What is required – Repeat the data below in full and exactly.

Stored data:

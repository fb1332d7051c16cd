use clap::Parser;
use tokio::net::TcpListener;

use numeral_server::config::ServerConfig;
use numeral_server::logging;

#[tokio::main]
async fn main() -> anyhow::Result<()> {
    let config = ServerConfig::parse();
    logging::init_logger(config.log_format);

    let addr = config.socket_addr();
    let listener = TcpListener::bind(addr).await?;
    tracing::info!(%addr, "listening");
    numeral_server::run(listener).await?;
    Ok(())
}
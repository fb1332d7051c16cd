//! JSON bodies sent by the server.

use numeral_core::ErrorKind;
use serde::{Deserialize, Serialize};

#[derive(Debug, Deserialize)]
pub struct ArabicQuery {
    pub arabic: Option<String>,
}

#[derive(Debug, Deserialize)]
pub struct RomanQuery {
    pub roman: Option<String>,
}

#[derive(Debug, Deserialize)]
pub struct IndexQuery {
    pub roman: Option<String>,
    pub arabic: Option<String>,
}

#[derive(Clone, Debug, Serialize, Deserialize)]
pub struct RomanResponse {
    pub roman: String,
}

#[derive(Clone, Debug, Serialize, Deserialize)]
pub struct ArabicResponse {
    pub arabic: u16,
}

#[derive(Clone, Copy, Debug, PartialEq, Eq, Serialize, Deserialize)]
#[serde(rename_all = "kebab-case")]
pub enum Direction {
    RomanToArabic,
    ArabicToRoman,
}

/// Body of `GET /api/index`. `input` is the normalized numeral or the
/// parsed number; `result` is the other side of the conversion.
#[derive(Clone, Debug, Serialize, Deserialize)]
pub struct IndexResponse {
    pub input: serde_json::Value,
    pub result: serde_json::Value,
    #[serde(rename = "type")]
    pub direction: Direction,
}

#[derive(Clone, Debug, Serialize, Deserialize)]
pub struct HealthResponse {
    pub status: String,
}

/// Body of every 4xx response.
#[derive(Clone, Debug, Default, Serialize, Deserialize)]
pub struct ErrorBody {
    pub error: String,
    #[serde(default, skip_serializing_if = "Option::is_none")]
    pub input: Option<String>,
    #[serde(default, skip_serializing_if = "Option::is_none")]
    pub details: Option<String>,
    #[serde(default, skip_serializing_if = "Option::is_none")]
    pub kind: Option<ErrorKind>,
    #[serde(default, skip_serializing_if = "Option::is_none")]
    pub example: Option<String>,
    #[serde(default, skip_serializing_if = "Option::is_none")]
    pub method: Option<String>,
    #[serde(default, skip_serializing_if = "Option::is_none")]
    pub allowed: Option<Vec<String>>,
}
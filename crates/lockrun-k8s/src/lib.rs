//! Kubernetes coordinator backend for lockrun.
//!
//! Leadership over a `coordination.k8s.io/v1` Lease object stands in for
//! the lock. [`election`] runs the lease election and reports two edges,
//! started and stopped leading; [`lock`] maps those edges onto lock events.

pub mod builder;
pub mod election;
pub mod lock;

pub use builder::K8sLockingSystemBuilder;
pub use election::{ElectionConfig, Leadership, LeaderElector};
pub use lock::K8sLockingSystem;
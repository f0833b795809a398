//! Error types for locking system operations.

use thiserror::Error;

/// Errors that can occur while coordinating a lock.
#[derive(Error, Debug)]
pub enum LockError {
    /// The operation was cancelled before it completed.
    #[error("lock operation was cancelled")]
    Cancelled,

    /// The backend could not be reached.
    #[error("connection error: {0}")]
    Connection(#[source] Box<dyn std::error::Error + Send + Sync>),

    /// The backend rejected our credentials.
    #[error("authentication failed: {0}")]
    Authentication(String),

    /// Flags or backend parameters are malformed.
    #[error("invalid configuration: {0}")]
    InvalidConfig(String),

    /// The lock was lost after acquisition.
    #[error("lock was lost: {0}")]
    LockLost(String),

    /// The backend does not implement this operation.
    #[error("unsupported: {0}")]
    Unsupported(String),

    /// Backend-specific error.
    #[error("backend error: {0}")]
    Backend(#[source] Box<dyn std::error::Error + Send + Sync>),
}

impl LockError {
    /// Wraps a message as a connection error.
    pub fn connection(message: impl Into<String>) -> Self {
        Self::Connection(Box::new(std::io::Error::other(message.into())))
    }

    /// Wraps a message as a backend error.
    pub fn backend(message: impl Into<String>) -> Self {
        Self::Backend(Box::new(std::io::Error::other(message.into())))
    }
}

/// Result type for lock operations.
pub type LockResult<T> = Result<T, LockError>;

Solution for this problem –
repository fb1332d7051c16cd
use clap::Parser;
use tokio::net::TcpListener;

use numeral_server::config::ServerConfig;
use numeral_server::logging;

#[tokio::main]
async fn main() -> anyhow::Result<()> {
    let config = ServerConfig::parse();
    logging::init_logger(config.log_format);

    let addr = config.socket_addr();
    let listener = TcpListener::bind(addr).await?;
    tracing::info!(%addr, "listening");
    numeral_server::run(listener).await?;
    Ok(())
}
repository fb1332d7051c16cd
//! JSON bodies sent by the server.

use numeral_core::ErrorKind;
use serde::{Deserialize, Serialize};

#[derive(Debug, Deserialize)]
pub struct ArabicQuery {
    pub arabic: Option<String>,
}

#[derive(Debug, Deserialize)]
pub struct RomanQuery {
    pub roman: Option<String>,
}

#[derive(Debug, Deserialize)]
pub struct IndexQuery {
    pub roman: Option<String>,
    pub arabic: Option<String>,
}

#[derive(Clone, Debug, Serialize, Deserialize)]
pub struct RomanResponse {
    pub roman: String,
}

#[derive(Clone, Debug, Serialize, Deserialize)]
pub struct ArabicResponse {
    pub arabic: u16,
}

#[derive(Clone, Copy, Debug, PartialEq, Eq, Serialize, Deserialize)]
#[serde(rename_all = "kebab-case")]
pub enum Direction {
    RomanToArabic,
    ArabicToRoman,
}

/// Body of `GET /api/index`. `input` is the normalized numeral or the
/// parsed number; `result` is the other side of the conversion.
#[derive(Clone, Debug, Serialize, Deserialize)]
pub struct IndexResponse {
    pub input: serde_json::Value,
    pub result: serde_json::Value,
    #[serde(rename = "type")]
    pub direction: Direction,
}

#[derive(Clone, Debug, Serialize, Deserialize)]
pub struct HealthResponse {
    pub status: String,
}

/// Body of every 4xx response.
#[derive(Clone, Debug, Default, Serialize, Deserialize)]
pub struct ErrorBody {
    pub error: String,
    #[serde(default, skip_serializing_if = "Option::is_none")]
    pub input: Option<String>,
    #[serde(default, skip_serializing_if = "Option::is_none")]
    pub details: Option<String>,
    #[serde(default, skip_serializing_if = "Option::is_none")]
    pub kind: Option<ErrorKind>,
    #[serde(default, skip_serializing_if = "Option::is_none")]
    pub example: Option<String>,
    #[serde(default, skip_serializing_if = "Option::is_none")]
    pub method: Option<String>,
    #[serde(default, skip_serializing_if = "Option::is_none")]
    pub allowed: Option<Vec<String>>,
}
filename crates/lockrun-k8s/src/lib.rs
//! Kubernetes coordinator backend for lockrun.
//!
//! Leadership over a `coordination.k8s.io/v1` Lease object stands in for
//! the lock. [`election`] runs the lease election and reports two edges,
//! started and stopped leading; [`lock`] maps those edges onto lock events.

pub mod builder;
pub mod election;
pub mod lock;

pub use builder::K8sLockingSystemBuilder;
pub use election::{ElectionConfig, Leadership, LeaderElector};
pub use lock::K8sLockingSystem;
repository f0833b795809a398
//! Error types for locking system operations.

use thiserror::Error;

/// Errors that can occur while coordinating a lock.
#[derive(Error, Debug)]
pub enum LockError {
    /// The operation was cancelled before it completed.
    #[error("lock operation was cancelled")]
    Cancelled,

    /// The backend could not be reached.
    #[error("connection error: {0}")]
    Connection(#[source] Box<dyn std::error::Error + Send + Sync>),

    /// The backend rejected our credentials.
    #[error("authentication failed: {0}")]
    Authentication(String),

    /// Flags or backend parameters are malformed.
    #[error("invalid configuration: {0}")]
    InvalidConfig(String),

    /// The lock was lost after acquisition.
    #[error("lock was lost: {0}")]
    LockLost(String),

    /// The backend does not implement this operation.
    #[error("unsupported: {0}")]
    Unsupported(String),

    /// Backend-specific error.
    #[error("backend error: {0}")]
    Backend(#[source] Box<dyn std::error::Error + Send + Sync>),
}

impl LockError {
    /// Wraps a message as a connection error.
    pub fn connection(message: impl Into<String>) -> Self {
        Self::Connection(Box::new(std::io::Error::other(message.into())))
    }

    /// Wraps a message as a backend error.
    pub fn backend(message: impl Into<String>) -> Self {
        Self::Backend(Box::new(std::io::Error::other(message.into())))
    }
}

/// Result type for lock operations.
pub type LockResult<T> = Result<T, LockError>;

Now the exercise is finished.